(Dataset entries)
*** Block opens ***

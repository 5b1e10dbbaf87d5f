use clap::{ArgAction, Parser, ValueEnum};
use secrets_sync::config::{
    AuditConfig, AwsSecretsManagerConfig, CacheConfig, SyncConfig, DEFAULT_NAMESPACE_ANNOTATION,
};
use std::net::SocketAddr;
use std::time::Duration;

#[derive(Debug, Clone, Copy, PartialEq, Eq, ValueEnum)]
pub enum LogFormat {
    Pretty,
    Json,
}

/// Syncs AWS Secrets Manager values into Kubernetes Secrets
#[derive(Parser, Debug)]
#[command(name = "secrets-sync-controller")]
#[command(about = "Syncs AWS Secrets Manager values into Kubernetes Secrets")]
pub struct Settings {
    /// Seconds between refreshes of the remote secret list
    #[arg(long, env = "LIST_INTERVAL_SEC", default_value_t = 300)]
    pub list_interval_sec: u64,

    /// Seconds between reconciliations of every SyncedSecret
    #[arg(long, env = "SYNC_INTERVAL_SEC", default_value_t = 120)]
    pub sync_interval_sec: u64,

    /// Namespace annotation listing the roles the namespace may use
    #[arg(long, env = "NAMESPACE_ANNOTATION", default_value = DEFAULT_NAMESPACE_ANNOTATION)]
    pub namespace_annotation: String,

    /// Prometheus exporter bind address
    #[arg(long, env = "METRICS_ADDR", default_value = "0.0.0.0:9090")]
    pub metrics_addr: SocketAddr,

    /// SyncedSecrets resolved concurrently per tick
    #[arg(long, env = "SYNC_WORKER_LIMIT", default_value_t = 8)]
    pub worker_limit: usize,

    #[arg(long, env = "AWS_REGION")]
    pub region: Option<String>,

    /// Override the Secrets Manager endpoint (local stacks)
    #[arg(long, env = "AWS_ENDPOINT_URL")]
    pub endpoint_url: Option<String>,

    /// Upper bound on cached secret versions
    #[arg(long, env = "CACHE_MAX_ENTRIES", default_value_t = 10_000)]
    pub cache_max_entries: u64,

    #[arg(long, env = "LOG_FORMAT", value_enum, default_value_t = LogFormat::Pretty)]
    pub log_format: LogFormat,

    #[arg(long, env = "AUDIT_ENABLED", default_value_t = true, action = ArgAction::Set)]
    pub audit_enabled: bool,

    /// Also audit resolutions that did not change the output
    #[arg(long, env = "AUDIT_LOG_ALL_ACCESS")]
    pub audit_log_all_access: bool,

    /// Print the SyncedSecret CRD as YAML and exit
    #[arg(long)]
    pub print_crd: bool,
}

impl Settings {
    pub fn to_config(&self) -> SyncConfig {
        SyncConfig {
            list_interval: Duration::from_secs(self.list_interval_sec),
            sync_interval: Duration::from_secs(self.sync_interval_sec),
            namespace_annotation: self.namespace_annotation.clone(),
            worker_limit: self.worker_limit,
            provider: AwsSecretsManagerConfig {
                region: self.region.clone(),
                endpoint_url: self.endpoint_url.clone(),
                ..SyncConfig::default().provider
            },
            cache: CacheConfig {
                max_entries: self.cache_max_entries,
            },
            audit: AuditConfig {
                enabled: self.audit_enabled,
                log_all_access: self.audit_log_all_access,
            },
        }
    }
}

*** Block closes ***

### [Exercise]
Give back all the records above exactly. Keep every word.

### [Completed exercise]
repository 5b1e10dbbaf87d5f
use clap::{ArgAction, Parser, ValueEnum};
use secrets_sync::config::{
    AuditConfig, AwsSecretsManagerConfig, CacheConfig, SyncConfig, DEFAULT_NAMESPACE_ANNOTATION,
};
use std::net::SocketAddr;
use std::time::Duration;

#[derive(Debug, Clone, Copy, PartialEq, Eq, ValueEnum)]
pub enum LogFormat {
    Pretty,
    Json,
}

/// Syncs AWS Secrets Manager values into Kubernetes Secrets
#[derive(Parser, Debug)]
#[command(name = "secrets-sync-controller")]
#[command(about = "Syncs AWS Secrets Manager values into Kubernetes Secrets")]
pub struct Settings {
    /// Seconds between refreshes of the remote secret list
    #[arg(long, env = "LIST_INTERVAL_SEC", default_value_t = 300)]
    pub list_interval_sec: u64,

    /// Seconds between reconciliations of every SyncedSecret
    #[arg(long, env = "SYNC_INTERVAL_SEC", default_value_t = 120)]
    pub sync_interval_sec: u64,

    /// Namespace annotation listing the roles the namespace may use
    #[arg(long, env = "NAMESPACE_ANNOTATION", default_value = DEFAULT_NAMESPACE_ANNOTATION)]
    pub namespace_annotation: String,

    /// Prometheus exporter bind address
    #[arg(long, env = "METRICS_ADDR", default_value = "0.0.0.0:9090")]
    pub metrics_addr: SocketAddr,

    /// SyncedSecrets resolved concurrently per tick
    #[arg(long, env = "SYNC_WORKER_LIMIT", default_value_t = 8)]
    pub worker_limit: usize,

    #[arg(long, env = "AWS_REGION")]
    pub region: Option<String>,

    /// Override the Secrets Manager endpoint (local stacks)
    #[arg(long, env = "AWS_ENDPOINT_URL")]
    pub endpoint_url: Option<String>,

    /// Upper bound on cached secret versions
    #[arg(long, env = "CACHE_MAX_ENTRIES", default_value_t = 10_000)]
    pub cache_max_entries: u64,

    #[arg(long, env = "LOG_FORMAT", value_enum, default_value_t = LogFormat::Pretty)]
    pub log_format: LogFormat,

    #[arg(long, env = "AUDIT_ENABLED", default_value_t = true, action = ArgAction::Set)]
    pub audit_enabled: bool,

    /// Also audit resolutions that did not change the output
    #[arg(long, env = "AUDIT_LOG_ALL_ACCESS")]
    pub audit_log_all_access: bool,

    /// Print the SyncedSecret CRD as YAML and exit
    #[arg(long)]
    pub print_crd: bool,
}

impl Settings {
    pub fn to_config(&self) -> SyncConfig {
        SyncConfig {
            list_interval: Duration::from_secs(self.list_interval_sec),
            sync_interval: Duration::from_secs(self.sync_interval_sec),
            namespace_annotation: self.namespace_annotation.clone(),
            worker_limit: self.worker_limit,
            provider: AwsSecretsManagerConfig {
                region: self.region.clone(),
                endpoint_url: self.endpoint_url.clone(),
                ..SyncConfig::default().provider
            },
            cache: CacheConfig {
                max_entries: self.cache_max_entries,
            },
            audit: AuditConfig {
                enabled: self.audit_enabled,
                log_all_access: self.audit_log_all_access,
            },
        }
    }
}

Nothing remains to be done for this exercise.